== What the task asks ==
Exact copies of all the records are to be output.

== Information shown ==
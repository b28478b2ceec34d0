use crate::{TasklaneError, TasklaneResult};
use chrono::{DateTime, SecondsFormat, Utc};

/// Encode a timestamp as RFC 3339 UTC with fixed nanosecond precision.
///
/// The fixed width keeps lexicographic order equal to chronological order,
/// so stored values can be compared directly in SQL.
pub fn format_ts(ts: DateTime<Utc>) -> String {
    ts.to_rfc3339_opts(SecondsFormat::Nanos, true)
}

/// Parse any RFC 3339 / ISO-8601 timestamp with an offset into UTC.
pub fn parse_ts(raw: &str) -> TasklaneResult<DateTime<Utc>> {
    DateTime::parse_from_rfc3339(raw)
        .map(|dt| dt.with_timezone(&Utc))
        .map_err(|e| TasklaneError::Validation(format!("invalid timestamp '{raw}': {e}")))
}

/// Serde adapter that writes timestamps through [`format_ts`].
pub mod nanos {
    use super::{format_ts, parse_ts};
    use chrono::{DateTime, Utc};
    use serde::{Deserialize, Deserializer, Serializer};

    pub fn serialize<S: Serializer>(ts: &DateTime<Utc>, s: S) -> Result<S::Ok, S::Error> {
        s.serialize_str(&format_ts(*ts))
    }

    pub fn deserialize<'de, D: Deserializer<'de>>(d: D) -> Result<DateTime<Utc>, D::Error> {
        let raw = String::deserialize(d)?;
        parse_ts(&raw).map_err(serde::de::Error::custom)
    }

    /// Same as the parent module, for optional fields.
    pub mod option {
        use super::super::{format_ts, parse_ts};
        use chrono::{DateTime, Utc};
        use serde::{Deserialize, Deserializer, Serializer};

        pub fn serialize<S: Serializer>(
            ts: &Option<DateTime<Utc>>,
            s: S,
        ) -> Result<S::Ok, S::Error> {
            match ts {
                Some(ts) => s.serialize_str(&format_ts(*ts)),
                None => s.serialize_none(),
            }
        }

        pub fn deserialize<'de, D: Deserializer<'de>>(
            d: D,
        ) -> Result<Option<DateTime<Utc>>, D::Error> {
            let raw = Option::<String>::deserialize(d)?;
            raw.map(|r| parse_ts(&r).map_err(serde::de::Error::custom))
                .transpose()
        }
    }
}

#[cfg(test)]
#[allow(clippy::unwrap_used, clippy::expect_used)]
mod tests {
    use super::*;
    use chrono::TimeZone;

    #[test]
    fn test_format_is_fixed_width() {
        let a = Utc.with_ymd_and_hms(2024, 1, 2, 3, 4, 5).unwrap();
        assert_eq!(format_ts(a), "2024-01-02T03:04:05.000000000Z");
    }

    #[test]
    fn test_lexicographic_order_matches_time_order() {
        let a = Utc.with_ymd_and_hms(2024, 1, 2, 3, 4, 5).unwrap();
        let b = a + chrono::Duration::nanoseconds(1);
        let c = a + chrono::Duration::milliseconds(900);
        assert!(format_ts(a) < format_ts(b));
        assert!(format_ts(b) < format_ts(c));
    }

    #[test]
    fn test_parse_accepts_offsets_and_normalises() {
        let parsed = parse_ts("2024-01-02T05:04:05+02:00").unwrap();
        assert_eq!(format_ts(parsed), "2024-01-02T03:04:05.000000000Z");
        let round = parse_ts(&format_ts(parsed)).unwrap();
        assert_eq!(round, parsed);
    }

    #[test]
    fn test_parse_rejects_garbage() {
        assert!(matches!(
            parse_ts("yesterday"),
            Err(TasklaneError::Validation(_))
        ));
    }
}
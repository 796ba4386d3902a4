//! Handles the dispatching of alerts to notification channels.
//!
//! Channels are value objects resolved at publish time; the `Dispatcher`
//! turns an alert into one publish call against a `Publisher` capability.
pub mod channel;
pub mod dispatcher;
pub mod sns;

#[cfg(any(test, feature = "test-utils"))]
pub mod test_utils;

pub use channel::{ChannelError, ChannelSet, NotificationChannel, Severity};
pub use dispatcher::{DispatchError, Dispatcher};
//! ZoneWatch - Hosted Zone Change Monitor
//!
//! Relays or polls hosted zone changes and publishes them as alerts.

use anyhow::{Context, Result};
use clap::{CommandFactory, Parser};
use serde_json::Value;
use std::io::Read;
use std::path::Path;
use std::sync::Arc;
use tokio::sync::watch;
use tracing::{error, info};
use zonewatch::{
    app::App,
    cli::{Cli, Command},
    config::{Config, Mode},
    internal_metrics::{describe_metrics, LoggingRecorder},
    lambda, logging,
    relay::RelayOutcome,
};

#[tokio::main]
async fn main() -> Result<()> {
    let cli = Cli::parse();

    let Some(command) = cli.command.clone() else {
        Cli::command().print_help()?;
        return Ok(());
    };

    // Load configuration by layering sources: defaults, file, environment, and CLI args.
    let config = match Config::load(&cli) {
        Ok(config) => config,
        Err(err) => {
            logging::init("error", Default::default());
            error!("Failed to load configuration: {:#}", err);
            std::process::exit(1);
        }
    };

    logging::init(&config.log_level, config.log_format);
    info!("ZoneWatch starting up...");

    let mode = match &command {
        Command::Relay { .. } => Mode::Push,
        Command::Poll { .. } => Mode::Poll,
        Command::Lambda { mode } => *mode,
    };
    config.validate(mode)?;

    info!("-------------------- Configuration --------------------");
    info!("Mode: {:?}", mode);
    info!("Origin Label: {}", config.origin_label);
    info!("General Topic: {}", config.notification.general_topic);
    info!(
        "Critical Topic: {}",
        config
            .notification
            .critical_topic
            .as_deref()
            .unwrap_or("(general)")
    );
    if mode == Mode::Poll {
        info!("Role ARN: {}", config.poller.role_arn);
        info!("Audit Trail Region: {}", config.poller.region);
        info!(
            "Lookback: {}s, Interval: {}s",
            config.poller.lookback_seconds, config.poller.interval_seconds
        );
    }
    info!("-------------------------------------------------------");

    let snapshot = if config.metrics.log_metrics {
        Some(LoggingRecorder::install()?)
    } else {
        None
    };
    describe_metrics();

    let app = Arc::new(App::builder(config).build(mode).await?);

    match command {
        Command::Relay { event } => {
            let envelope = read_envelope(&event)?;
            let outcome = app.relay_event(envelope).await;
            if let Some(snapshot) = &snapshot {
                snapshot.log_snapshot();
            }
            match outcome? {
                RelayOutcome::Published { message_id } => info!(%message_id, "Alert published."),
                RelayOutcome::Skipped => info!("Event skipped."),
            }
        }
        Command::Poll { once: true } => {
            if let Some(report) = app.poll_once().await? {
                println!("{}", serde_json::to_string_pretty(&report.summary())?);
            }
            if let Some(snapshot) = &snapshot {
                snapshot.log_snapshot();
            }
        }
        Command::Poll { once: false } => {
            let (shutdown_tx, shutdown_rx) = watch::channel(false);
            tokio::spawn(async move {
                if tokio::signal::ctrl_c().await.is_ok() {
                    info!("Ctrl-C received, shutting down.");
                    let _ = shutdown_tx.send(true);
                }
            });
            app.run_poll_loop(shutdown_rx).await?;
            if let Some(snapshot) = &snapshot {
                snapshot.log_snapshot();
            }
        }
        Command::Lambda { mode } => {
            lambda::serve(app, mode, snapshot)
                .await
                .map_err(|e| anyhow::anyhow!(e))?;
        }
    }

    info!("ZoneWatch finished.");
    Ok(())
}

/// Reads a JSON envelope from `path`, or from stdin when `path` is "-".
fn read_envelope(path: &Path) -> Result<Value> {
    let raw = if path == Path::new("-") {
        let mut raw = String::new();
        std::io::stdin()
            .read_to_string(&mut raw)
            .context("failed to read event from stdin")?;
        raw
    } else {
        std::fs::read_to_string(path)
            .with_context(|| format!("failed to read event file {}", path.display()))?
    };
    serde_json::from_str(&raw).context("event is not valid JSON")
}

== Problem solution ==
repository b28478b2ceec34d0
use crate::{TasklaneError, TasklaneResult};
use chrono::{DateTime, SecondsFormat, Utc};

/// Encode a timestamp as RFC 3339 UTC with fixed nanosecond precision.
///
/// The fixed width keeps lexicographic order equal to chronological order,
/// so stored values can be compared directly in SQL.
pub fn format_ts(ts: DateTime<Utc>) -> String {
    ts.to_rfc3339_opts(SecondsFormat::Nanos, true)
}

/// Parse any RFC 3339 / ISO-8601 timestamp with an offset into UTC.
pub fn parse_ts(raw: &str) -> TasklaneResult<DateTime<Utc>> {
    DateTime::parse_from_rfc3339(raw)
        .map(|dt| dt.with_timezone(&Utc))
        .map_err(|e| TasklaneError::Validation(format!("invalid timestamp '{raw}': {e}")))
}

/// Serde adapter that writes timestamps through [`format_ts`].
pub mod nanos {
    use super::{format_ts, parse_ts};
    use chrono::{DateTime, Utc};
    use serde::{Deserialize, Deserializer, Serializer};

    pub fn serialize<S: Serializer>(ts: &DateTime<Utc>, s: S) -> Result<S::Ok, S::Error> {
        s.serialize_str(&format_ts(*ts))
    }

    pub fn deserialize<'de, D: Deserializer<'de>>(d: D) -> Result<DateTime<Utc>, D::Error> {
        let raw = String::deserialize(d)?;
        parse_ts(&raw).map_err(serde::de::Error::custom)
    }

    /// Same as the parent module, for optional fields.
    pub mod option {
        use super::super::{format_ts, parse_ts};
        use chrono::{DateTime, Utc};
        use serde::{Deserialize, Deserializer, Serializer};

        pub fn serialize<S: Serializer>(
            ts: &Option<DateTime<Utc>>,
            s: S,
        ) -> Result<S::Ok, S::Error> {
            match ts {
                Some(ts) => s.serialize_str(&format_ts(*ts)),
                None => s.serialize_none(),
            }
        }

        pub fn deserialize<'de, D: Deserializer<'de>>(
            d: D,
        ) -> Result<Option<DateTime<Utc>>, D::Error> {
            let raw = Option::<String>::deserialize(d)?;
            raw.map(|r| parse_ts(&r).map_err(serde::de::Error::custom))
                .transpose()
        }
    }
}

#[cfg(test)]
#[allow(clippy::unwrap_used, clippy::expect_used)]
mod tests {
    use super::*;
    use chrono::TimeZone;

    #[test]
    fn test_format_is_fixed_width() {
        let a = Utc.with_ymd_and_hms(2024, 1, 2, 3, 4, 5).unwrap();
        assert_eq!(format_ts(a), "2024-01-02T03:04:05.000000000Z");
    }

    #[test]
    fn test_lexicographic_order_matches_time_order() {
        let a = Utc.with_ymd_and_hms(2024, 1, 2, 3, 4, 5).unwrap();
        let b = a + chrono::Duration::nanoseconds(1);
        let c = a + chrono::Duration::milliseconds(900);
        assert!(format_ts(a) < format_ts(b));
        assert!(format_ts(b) < format_ts(c));
    }

    #[test]
    fn test_parse_accepts_offsets_and_normalises() {
        let parsed = parse_ts("2024-01-02T05:04:05+02:00").unwrap();
        assert_eq!(format_ts(parsed), "2024-01-02T03:04:05.000000000Z");
        let round = parse_ts(&format_ts(parsed)).unwrap();
        assert_eq!(round, parsed);
    }

    #[test]
    fn test_parse_rejects_garbage() {
        assert!(matches!(
            parse_ts("yesterday"),
            Err(TasklaneError::Validation(_))
        ));
    }
}
repository 796ba4386d3902a4
//! Handles the dispatching of alerts to notification channels.
//!
//! Channels are value objects resolved at publish time; the `Dispatcher`
//! turns an alert into one publish call against a `Publisher` capability.
pub mod channel;
pub mod dispatcher;
pub mod sns;

#[cfg(any(test, feature = "test-utils"))]
pub mod test_utils;

pub use channel::{ChannelError, ChannelSet, NotificationChannel, Severity};
pub use dispatcher::{DispatchError, Dispatcher};
//! ZoneWatch - Hosted Zone Change Monitor
//!
//! Relays or polls hosted zone changes and publishes them as alerts.

use anyhow::{Context, Result};
use clap::{CommandFactory, Parser};
use serde_json::Value;
use std::io::Read;
use std::path::Path;
use std::sync::Arc;
use tokio::sync::watch;
use tracing::{error, info};
use zonewatch::{
    app::App,
    cli::{Cli, Command},
    config::{Config, Mode},
    internal_metrics::{describe_metrics, LoggingRecorder},
    lambda, logging,
    relay::RelayOutcome,
};

#[tokio::main]
async fn main() -> Result<()> {
    let cli = Cli::parse();

    let Some(command) = cli.command.clone() else {
        Cli::command().print_help()?;
        return Ok(());
    };

    // Load configuration by layering sources: defaults, file, environment, and CLI args.
    let config = match Config::load(&cli) {
        Ok(config) => config,
        Err(err) => {
            logging::init("error", Default::default());
            error!("Failed to load configuration: {:#}", err);
            std::process::exit(1);
        }
    };

    logging::init(&config.log_level, config.log_format);
    info!("ZoneWatch starting up...");

    let mode = match &command {
        Command::Relay { .. } => Mode::Push,
        Command::Poll { .. } => Mode::Poll,
        Command::Lambda { mode } => *mode,
    };
    config.validate(mode)?;

    info!("-------------------- Configuration --------------------");
    info!("Mode: {:?}", mode);
    info!("Origin Label: {}", config.origin_label);
    info!("General Topic: {}", config.notification.general_topic);
    info!(
        "Critical Topic: {}",
        config
            .notification
            .critical_topic
            .as_deref()
            .unwrap_or("(general)")
    );
    if mode == Mode::Poll {
        info!("Role ARN: {}", config.poller.role_arn);
        info!("Audit Trail Region: {}", config.poller.region);
        info!(
            "Lookback: {}s, Interval: {}s",
            config.poller.lookback_seconds, config.poller.interval_seconds
        );
    }
    info!("-------------------------------------------------------");

    let snapshot = if config.metrics.log_metrics {
        Some(LoggingRecorder::install()?)
    } else {
        None
    };
    describe_metrics();

    let app = Arc::new(App::builder(config).build(mode).await?);

    match command {
        Command::Relay { event } => {
            let envelope = read_envelope(&event)?;
            let outcome = app.relay_event(envelope).await;
            if let Some(snapshot) = &snapshot {
                snapshot.log_snapshot();
            }
            match outcome? {
                RelayOutcome::Published { message_id } => info!(%message_id, "Alert published."),
                RelayOutcome::Skipped => info!("Event skipped."),
            }
        }
        Command::Poll { once: true } => {
            if let Some(report) = app.poll_once().await? {
                println!("{}", serde_json::to_string_pretty(&report.summary())?);
            }
            if let Some(snapshot) = &snapshot {
                snapshot.log_snapshot();
            }
        }
        Command::Poll { once: false } => {
            let (shutdown_tx, shutdown_rx) = watch::channel(false);
            tokio::spawn(async move {
                if tokio::signal::ctrl_c().await.is_ok() {
                    info!("Ctrl-C received, shutting down.");
                    let _ = shutdown_tx.send(true);
                }
            });
            app.run_poll_loop(shutdown_rx).await?;
            if let Some(snapshot) = &snapshot {
                snapshot.log_snapshot();
            }
        }
        Command::Lambda { mode } => {
            lambda::serve(app, mode, snapshot)
                .await
                .map_err(|e| anyhow::anyhow!(e))?;
        }
    }

    info!("ZoneWatch finished.");
    Ok(())
}

/// Reads a JSON envelope from `path`, or from stdin when `path` is "-".
fn read_envelope(path: &Path) -> Result<Value> {
    let raw = if path == Path::new("-") {
        let mut raw = String::new();
        std::io::stdin()
            .read_to_string(&mut raw)
            .context("failed to read event from stdin")?;
        raw
    } else {
        std::fs::read_to_string(path)
            .with_context(|| format!("failed to read event file {}", path.display()))?
    };
    serde_json::from_str(&raw).context("event is not valid JSON")
}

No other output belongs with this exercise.